How to disinfect at-home fitness machines
“You can wipe down your equipment, using a microfibre cloth with a bit of water. And something I’ve been using a lot is the Clorox Disinfecting mist, which is great for multi-surfaces. What’s great about it is that it’s bleach free. What I’m hearing from people is that more of us are disinfecting at home now, but they don’t necessarily like bleach. I want to be really clear, though: a disinfectant is not always a cleaner. So, clean the surface, too. The Clorox product that I’m talking about is specifically for non-porous, hard surfaces. What any anti-antibacterial product does is it has to find the germs, and then it has to, like, mechanically kill that germ. Spray the surface, let it stay wet for the prescribed period of time on the label so that it can actually do its thing.” (FYI: Maker is also a spokesperson for Clorox.)

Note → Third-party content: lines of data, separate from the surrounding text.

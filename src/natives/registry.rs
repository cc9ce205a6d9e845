/*!
 * Native Method Registry
 * Binds (class, name, signature) triples to handlers and dispatches calls
 */

use crate::core::{ClassRef, InlineString, NativeError, NativeResult, Value};
use crate::monitoring::span_native;
use crate::runtime::{FieldType, ManagedEnv, MethodDescriptor};
use ahash::RandomState;
use std::collections::HashMap;
use std::sync::Arc;
use tracing::{debug, info};

/// Name and descriptor of one native method
#[derive(Debug, Clone, Copy, PartialEq, Eq, Hash)]
pub struct NativeMethod {
    pub name: &'static str,
    pub signature: &'static str,
}

impl NativeMethod {
    pub const fn new(name: &'static str, signature: &'static str) -> Self {
        Self { name, signature }
    }
}

/// Implementation side of a set of native methods
pub trait NativeHandler: Send + Sync {
    /// Run `method` with already type-checked arguments
    ///
    /// Returns `None` if this handler does not implement `method`.
    fn handle(
        &self,
        env: &dyn ManagedEnv,
        class: ClassRef,
        method: &str,
        args: &[Value],
    ) -> Option<NativeResult<Value>>;

    /// Handler name (for logging)
    fn name(&self) -> &'static str;
}

#[derive(Debug, Clone, PartialEq, Eq, Hash)]
struct MethodKey {
    class: InlineString,
    name: InlineString,
    signature: InlineString,
}

impl MethodKey {
    fn new(class: &str, name: &str, signature: &str) -> Self {
        Self {
            class: class.into(),
            name: name.into(),
            signature: signature.into(),
        }
    }
}

#[derive(Clone)]
struct Binding {
    class: ClassRef,
    descriptor: MethodDescriptor,
    handler: Arc<dyn NativeHandler>,
}

/// Registry of bound native methods
#[derive(Clone, Default)]
pub struct NativeRegistry {
    bindings: HashMap<MethodKey, Binding, RandomState>,
}

impl NativeRegistry {
    pub fn new() -> Self {
        Self::default()
    }

    /// Bind every method in `methods` on `class_name` to `handler`
    ///
    /// All signatures are validated before any binding is added, so a failed
    /// registration leaves the registry unchanged.
    pub fn register_natives(
        &mut self,
        env: &dyn ManagedEnv,
        class_name: &str,
        methods: &[NativeMethod],
        handler: Arc<dyn NativeHandler>,
    ) -> NativeResult<usize> {
        let class = env.find_class(class_name)?;

        let mut pending: Vec<(MethodKey, MethodDescriptor)> = Vec::with_capacity(methods.len());
        for method in methods {
            let descriptor = MethodDescriptor::parse(method.signature)?;
            let key = MethodKey::new(class_name, method.name, method.signature);
            if self.bindings.contains_key(&key) || pending.iter().any(|(k, _)| *k == key) {
                return Err(NativeError::DuplicateMethod {
                    class: key.class,
                    name: key.name,
                    signature: key.signature,
                });
            }
            pending.push((key, descriptor));
        }

        let count = pending.len();
        for (key, descriptor) in pending {
            debug!(class = %key.class, method = %key.name, signature = %key.signature, "native bound");
            self.bindings.insert(
                key,
                Binding {
                    class,
                    descriptor,
                    handler: Arc::clone(&handler),
                },
            );
        }
        info!(class = class_name, handler = handler.name(), count, "registered natives");
        Ok(count)
    }

    /// Call a bound native method
    pub fn invoke(
        &self,
        env: &dyn ManagedEnv,
        class_name: &str,
        name: &str,
        signature: &str,
        args: &[Value],
    ) -> NativeResult<Value> {
        let span = span_native(class_name, name);
        let _guard = span.enter();
        span.record_args_count(args.len());

        let unsatisfied = || NativeError::UnsatisfiedLink {
            class: class_name.into(),
            name: name.into(),
            signature: signature.into(),
        };

        let binding = self
            .bindings
            .get(&MethodKey::new(class_name, name, signature))
            .ok_or_else(unsatisfied)?;

        let result = check_arguments(&binding.descriptor, args).and_then(|()| {
            binding
                .handler
                .handle(env, binding.class, name, args)
                .unwrap_or_else(|| Err(unsatisfied()))
        });

        match &result {
            Ok(_) => span.record_result(true),
            Err(e) => span.record_error(&e.to_string()),
        }
        result
    }

    pub fn is_bound(&self, class_name: &str, name: &str, signature: &str) -> bool {
        self.bindings
            .contains_key(&MethodKey::new(class_name, name, signature))
    }

    /// Number of bound methods
    pub fn len(&self) -> usize {
        self.bindings.len()
    }

    pub fn is_empty(&self) -> bool {
        self.bindings.is_empty()
    }
}

fn check_arguments(descriptor: &MethodDescriptor, args: &[Value]) -> NativeResult<()> {
    let params = descriptor.params();
    if params.len() != args.len() {
        return Err(NativeError::argument_mismatch(format!(
            "{} expects {} arguments, got {}",
            descriptor,
            params.len(),
            args.len()
        )));
    }

    for (position, (param, arg)) in params.iter().zip(args).enumerate() {
        let matches = match (param, arg) {
            (FieldType::Int, Value::Int(_)) => true,
            (ty, Value::Object(_)) => ty.is_reference(),
            _ => false,
        };
        if !matches {
            return Err(NativeError::argument_mismatch(format!(
                "argument {} of {}: expected {}, got {}",
                position,
                descriptor,
                param,
                arg.kind()
            )));
        }
    }
    Ok(())
}
/*!
 * String Array Marshalling
 * Native string collections to managed `String[]` and back
 */

use crate::core::{NativeResult, ObjectRef};
use crate::runtime::ManagedEnv;

/// Copy an ordered collection of strings into a new managed string array
///
/// The array is sized exactly to `strings.len()`. Slot `i` receives a fresh
/// managed copy of `strings[i]`.
pub fn to_string_array<S: AsRef<str>>(env: &dyn ManagedEnv, strings: &[S]) -> NativeResult<ObjectRef> {
    let array = env.new_string_array(strings.len());
    for (index, s) in strings.iter().enumerate() {
        let element = env.new_string(s.as_ref());
        env.set_array_element(array, index, Some(element))?;
    }
    Ok(array)
}

/// Decode a managed string array; null slots come back as `None`
pub fn read_string_array(env: &dyn ManagedEnv, array: ObjectRef) -> NativeResult<Vec<Option<String>>> {
    let len = env.array_length(array)?;
    (0..len)
        .map(|index| match env.array_element(array, index)? {
            Some(element) => Ok(Some(env.string_chars(Some(element))?)),
            None => Ok(None),
        })
        .collect()
}

#[cfg(test)]
mod tests {
    use super::*;
    use crate::runtime::Heap;

    #[test]
    fn test_preserves_order_and_length() {
        let heap = Heap::new();
        let array = to_string_array(&heap, &["os.arch=x86_64", "", "user.dir=/"]).unwrap();
        assert_eq!(heap.array_length(array).unwrap(), 3);
        assert_eq!(
            read_string_array(&heap, array).unwrap(),
            vec![
                Some("os.arch=x86_64".to_string()),
                Some(String::new()),
                Some("user.dir=/".to_string())
            ]
        );
    }

    #[test]
    fn test_empty_input() {
        let heap = Heap::new();
        let empty: [&str; 0] = [];
        let array = to_string_array(&heap, &empty).unwrap();
        assert_eq!(heap.array_length(array).unwrap(), 0);
    }

    #[test]
    fn test_elements_are_independent_copies() {
        let heap = Heap::new();
        let array = to_string_array(&heap, &["dup", "dup"]).unwrap();
        let a = heap.array_element(array, 0).unwrap();
        let b = heap.array_element(array, 1).unwrap();
        assert_ne!(a, b);
    }
}
/*!
 * Tracing
 * Structured tracing for native calls using the tracing crate
 *
 * Features:
 * - Trace IDs for correlating a native call with the operations it runs
 * - JSON-formatted logs for structured parsing
 * - Slow-call warnings embedded in span close events
 */

use std::time::Instant;
use tracing::{debug, info, span, warn, Level};
use tracing_subscriber::{
    fmt::format::FmtSpan, layer::SubscriberExt, util::SubscriberInitExt, EnvFilter,
};
use uuid::Uuid;

/// Native calls slower than this are reported at warn level
const SLOW_NATIVE_MS: u128 = 10;
/// Bridge operations slower than this are reported at warn level
const SLOW_OPERATION_MS: u128 = 50;

/// Initialize structured tracing
///
/// Environment variables:
/// - RUST_LOG: Set log level (default: info)
/// - SYSTEM_NATIVES_TRACE_JSON: Enable JSON output (default: false)
///
/// Safe to call more than once; only the first call installs a subscriber.
pub fn init_tracing() {
    let env_filter = EnvFilter::try_from_default_env().unwrap_or_else(|_| EnvFilter::new("info"));

    let use_json = std::env::var("SYSTEM_NATIVES_TRACE_JSON")
        .map(|v| v == "1" || v == "true")
        .unwrap_or(false);

    let registry = tracing_subscriber::registry().with(env_filter);

    let installed = if use_json {
        registry
            .with(
                tracing_subscriber::fmt::layer()
                    .json()
                    .with_writer(std::io::stderr)
                    .with_target(true)
                    .with_thread_ids(true)
                    .with_current_span(true)
                    .with_span_list(true)
                    .with_span_events(FmtSpan::CLOSE),
            )
            .try_init()
    } else {
        registry
            .with(
                tracing_subscriber::fmt::layer()
                    .with_writer(std::io::stderr)
                    .with_target(true)
                    .with_thread_ids(true)
                    .with_line_number(true)
                    .with_file(true)
                    .with_span_events(FmtSpan::CLOSE)
                    .compact(),
            )
            .try_init()
    };

    if installed.is_ok() {
        info!(json = use_json, "Structured tracing initialized");
    }
}

/// Generate a unique trace ID for call correlation
pub fn generate_trace_id() -> String {
    Uuid::new_v4().to_string()
}

/// Span covering one dispatched native method call
pub struct NativeSpan {
    span: tracing::Span,
    start: Instant,
    method: String,
    trace_id: String,
}

impl NativeSpan {
    pub fn new(class: &str, method: &str) -> Self {
        let trace_id = generate_trace_id();

        let span = span!(
            Level::DEBUG,
            "native",
            trace_id = %trace_id,
            class = class,
            method = method,
            args_count = tracing::field::Empty,
            duration_us = tracing::field::Empty,
            duration_ms = tracing::field::Empty,
            result = tracing::field::Empty,
            error = tracing::field::Empty,
        );

        Self {
            span,
            start: Instant::now(),
            method: method.to_string(),
            trace_id,
        }
    }

    pub fn trace_id(&self) -> &str {
        &self.trace_id
    }

    pub fn record_args_count(&self, count: usize) {
        self.span.record("args_count", count);
    }

    pub fn record_result(&self, success: bool) {
        self.span.record("result", if success { "success" } else { "error" });
    }

    pub fn record_error(&self, error: &str) {
        self.span.record("error", error);
        self.span.record("result", "error");
    }

    pub fn enter(&self) -> tracing::span::Entered<'_> {
        self.span.enter()
    }
}

impl Drop for NativeSpan {
    fn drop(&mut self) {
        let duration = self.start.elapsed();
        let _entered = self.span.enter();

        if duration.as_millis() > SLOW_NATIVE_MS {
            self.span.record("duration_ms", duration.as_millis());
            warn!(
                trace_id = %self.trace_id,
                method = %self.method,
                duration_ms = duration.as_millis(),
                slow = true,
                "slow native call"
            );
        } else {
            self.span.record("duration_us", duration.as_micros());
        }
    }
}

/// Span for a single bridge operation with structured fields
pub struct OperationSpan {
    span: tracing::Span,
    start: Instant,
    trace_id: String,
}

impl OperationSpan {
    pub fn new(operation: &str) -> Self {
        let trace_id = generate_trace_id();

        let span = span!(
            Level::DEBUG,
            "operation",
            trace_id = %trace_id,
            operation = operation,
            key = tracing::field::Empty,
            index = tracing::field::Empty,
            duration_us = tracing::field::Empty,
            duration_ms = tracing::field::Empty,
            result = tracing::field::Empty,
            items_processed = tracing::field::Empty,
            error = tracing::field::Empty,
        );

        Self {
            span,
            start: Instant::now(),
            trace_id,
        }
    }

    pub fn trace_id(&self) -> &str {
        &self.trace_id
    }

    /// Record a string field declared on the span
    pub fn record(&self, key: &str, value: &str) {
        self.span.record(key, value);
    }

    /// Record a field with any Debug-compatible type
    pub fn record_debug<V: std::fmt::Debug>(&self, key: &str, value: V) {
        self.span.record(key, format!("{:?}", value).as_str());
    }

    pub fn record_result(&self, success: bool) {
        self.span.record("result", if success { "success" } else { "error" });
    }

    pub fn record_error(&self, error: &str) {
        self.span.record("error", error);
        self.span.record("result", "error");
    }

    pub fn record_items_processed(&self, count: usize) {
        self.span.record("items_processed", count);
    }

    pub fn enter(&self) -> tracing::span::Entered<'_> {
        self.span.enter()
    }
}

impl Drop for OperationSpan {
    fn drop(&mut self) {
        let duration = self.start.elapsed();
        let _entered = self.span.enter();

        if duration.as_millis() > SLOW_OPERATION_MS {
            self.span.record("duration_ms", duration.as_millis());
            warn!(
                trace_id = %self.trace_id,
                duration_ms = duration.as_millis(),
                slow = true,
                "slow operation detected"
            );
        } else {
            self.span.record("duration_us", duration.as_micros());
            debug!(
                trace_id = %self.trace_id,
                duration_us = duration.as_micros(),
                "operation completed"
            );
        }
    }
}

#[inline]
pub fn span_native(class: &str, method: &str) -> NativeSpan {
    NativeSpan::new(class, method)
}

#[inline]
pub fn span_operation(name: &str) -> OperationSpan {
    OperationSpan::new(name)
}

How to clean boxing gloves
“Please, god, get your own pair of boxing gloves and hand wraps. Launder the wraps. But the the hardest thing about boxing and hockey gloves is the crevices – the deep, dark crevices that remain moist afterward. The best thing you can do is dry them as quickly as possible after you use them. Air dry them, and let the air circulate. There are those hockey glove drying trees, but I guess if you’re into hockey you would do it. I’ve not tried this Clorox product on boxing gloves, but there are products designed specifically to disinfect glove gear, which would also work very well.”
Check the materials, surfaces
When cleaning any piece of equipment, think about what it’s made of, such as a foam fitness mats, the silicone seat on your Peloton, rubber-coated dumbbells, metallic-threading in a yoga blanket.
“If you’re investing in something, ask yourself when you purchase it, ‘how do I take care of it?’ The people who are selling it, even if it’s online, should have a pretty detailed FAQ section or page. Or customer service should be more than happy to tell you how to properly maintain it.
“Listen, if you clean a porous surface, it will absorb the cleaning product. Something that’s hard and non-porous is impenetrable. I once worked out at a gym with astroturf. And every time that I had to do a burpee or a crunch, I was like, ‘Oh god, how many people’s sweat has pooled here? How many dead skin cells are tucked in here? I didn’t know how well the gym owner maintained the astroturf. But even with buying flooring of a home gym, just ask how to maintain it so that it lasts, too. Replacing it soon would suck.”
Did the pandemic make people cleaner?
“Cleaning was always in the background, and now it’s going to be more in the foreground. People are going to be more attentive to it. I’ve been a cleaning expert for 15 years. When I’m in an airport or at the mall, I’m always looking for the cleaning systems. But, now, so many of us are highly attuned to how clean something is. Where is the hand sanitizer? Can I get a wipe for my tray at the food court? People are more into it. I don’t think that’s going away. I think we’ve been tainted, unfortunately.”